Markus Rosenberg said "things are looking up for German football" after his goal helped SV Werder Bremen force extra time, and ultimately an aggregate victory, at UC Sampdoria.
Article top media content
Markus Rosenberg paid tribute to the character of his team-mates after his goal at UC Sampdoria forced extra time and ultimately propelled SV Werder Bremen toward the UEFA Champions League group stage.
After Antonio Cassano made it 3-0 on the night in the 85th minute Bremen's 3-1 first leg win looked redundant, but 27-year-old Rosenberg came to the rescue with a 20-metre strike in stoppage time. That goal forced an extra 30 minutes at the Stadio Luigi Ferraris in Genoa, Claudio Pizarro hitting what proved to be the winner in the 100th minute as Bremen went through 5-4 on aggregate.
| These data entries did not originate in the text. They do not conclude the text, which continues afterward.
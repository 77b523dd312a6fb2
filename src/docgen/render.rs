//! `copilot-custom.md` page generation.
//!
//! Assembles the fixed Italian prose and the per-key field listings into a
//! [`Document`]. The output is regenerated from scratch on every run, so
//! the text must be byte-for-byte stable for a given configuration.

use serde_json::Value;
use tracing::debug;

use crate::config::Configuration;
use crate::docgen::document::{Document, LineEnding};
use crate::docgen::json::to_inline_json;

const TITLE: &str = "# `copilot-custom.md` \\- Documentazione impostazioni Copilot";
const GENERATED_NOTICE: &str = "**Generato automaticamente da** `copilot-custom.json`. Non modificare manualmente questo file.";

const PURPOSE: [&str; 2] = [
    "## Scopo",
    "Descrivere in italiano le impostazioni definite nel file `copilot-custom.json` che influenzano il comportamento dell'assistente per questo progetto.",
];

const LOCATION: [&str; 2] = [
    "## Dove salvarlo",
    "Posiziona questo file nella root del repository (accanto a `Cargo.toml`) insieme a `copilot-custom.json`.",
];

const OVERVIEW: [&str; 4] = [
    "## Panoramica del file JSON",
    "- `version`: versione della struttura di configurazione.",
    "- `defaults`: valori predefiniti per il comportamento dell'assistente.",
    "- `prompts`: messaggi/prompts personalizzati usati come sistema o titoli.",
];

const PRACTICAL_NOTES: [&str; 3] = [
    "## Note pratiche",
    "- Mantieni `copilot-custom.json` come fonte primaria; questo file viene rigenerato automaticamente.",
    "- Aggiungi uno step CI o un pre\\-commit hook che esegua la rigenerazione e fallisca il commit se ci sono diff.",
];

/// Render the Markdown document for a configuration.
///
/// Pure: the same configuration always yields the same document. The line
/// terminator is fixed up front from `defaults.use_unix_line_endings`.
#[must_use]
pub fn render(config: &Configuration) -> Document {
    let line_ending = LineEnding::from_unix_flag(config.use_unix_line_endings());

    let mut lines = Vec::new();

    lines.push(TITLE.to_string());
    lines.push(String::new());
    lines.push(GENERATED_NOTICE.to_string());
    lines.push(String::new());

    push_block(&mut lines, &PURPOSE);
    push_block(&mut lines, &LOCATION);
    push_block(&mut lines, &OVERVIEW);

    lines.push("## Descrizione dei campi principali".to_string());
    lines.push(String::new());

    render_version(&mut lines, &config.version);
    render_defaults(&mut lines, config);
    render_prompts(&mut lines, config);

    push_block(&mut lines, &PRACTICAL_NOTES);

    debug!(
        lines = lines.len(),
        unix_line_endings = line_ending == LineEnding::Unix,
        "rendered document"
    );

    Document::new(lines, line_ending)
}

/// Push fixed lines followed by a blank separator line.
fn push_block(lines: &mut Vec<String>, block: &[&str]) {
    lines.extend(block.iter().map(|line| (*line).to_string()));
    lines.push(String::new());
}

/// Render the `version` subsection.
fn render_version(lines: &mut Vec<String>, version: &str) {
    lines.push("### `version`".to_string());
    lines.push(format!(
        "- Indica la versione del formato di configurazione (es. `{version}`)."
    ));
    lines.push(String::new());
}

/// Render the `defaults` subsection, one line per key in sorted order.
fn render_defaults(lines: &mut Vec<String>, config: &Configuration) {
    lines.push("### `defaults`".to_string());

    let mut entries: Vec<(&String, &Value)> = config.defaults.iter().collect();
    entries.sort_unstable_by(|(a, _), (b, _)| a.cmp(b));

    for (key, value) in entries {
        lines.push(format!("- `{key}`: `{}`", default_display(value)));
    }
    lines.push(String::new());
}

/// Render the `prompts` subsection, one line per key in sorted order.
fn render_prompts(lines: &mut Vec<String>, config: &Configuration) {
    lines.push("### `prompts`".to_string());
    for (key, text) in &config.prompts {
        lines.push(format!("- `{key}`: {}", escape_line_breaks(text)));
    }
    lines.push(String::new());
}

/// Display form of a default value: strings verbatim, anything else as
/// inline JSON.
fn default_display(value: &Value) -> String {
    match value {
        Value::String(s) => s.clone(),
        other => to_inline_json(other),
    }
}

/// Replace CR and LF with the two-character escapes `\r` and `\n` so a
/// prompt stays on one physical line.
#[must_use]
pub fn escape_line_breaks(text: &str) -> String {
    text.replace('\r', "\\r").replace('\n', "\\n")
}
"We played really well," Rosenberg told UEFA.com. "The atmosphere here was intimidating and after their two early goals the game became really difficult, but we showed great spirit to come back at the end and fortunately I got a late goal to make it 3-1. From then on we improved and we were by far the stronger side in extra time."
The performance of Marko Marin was particularly effective in the additional half-hour as the 21-year-old hit the bar in the 93rd minute and then the post in the closing seconds but the winger, who also set up Pizarro for his match-winning strike, was just happy to be through to the UEFA Champions League proper. "I could have hit the crossbar four times, but we are through and that is all that matters," he said.
Swedish international Rosenberg feels the experience gleaned over years in European competition – including reaching the last UEFA Cup final in 2009 – can take Bremen a long way. "We've been competing in the Champions League for years and we know it'll be tough, but we've got a very good chance of getting through the group stage," he said. "This result also proves that the Bundesliga is a good league. Bayern reached the final last season and our win tonight leaves three German teams in the Champions League. Things are looking up for German football."
For Sampdoria, meanwhile, it was a night of broken dreams. "We had the Champions League in our grasp and unfortunately it went horribly wrong," said Franco Semioli, who set up Cassano for what seemed to be the decisive strike. "It was an unlucky night.
"We're still feeling a lot of regret right now," the midfielder added. "It was a sucker punch none of us saw coming but we will respond in the right way when the Serie A season starts this weekend; we have to. We have to roll our sleeves up because this season will be even harder than last and we need to prove ourselves all over again."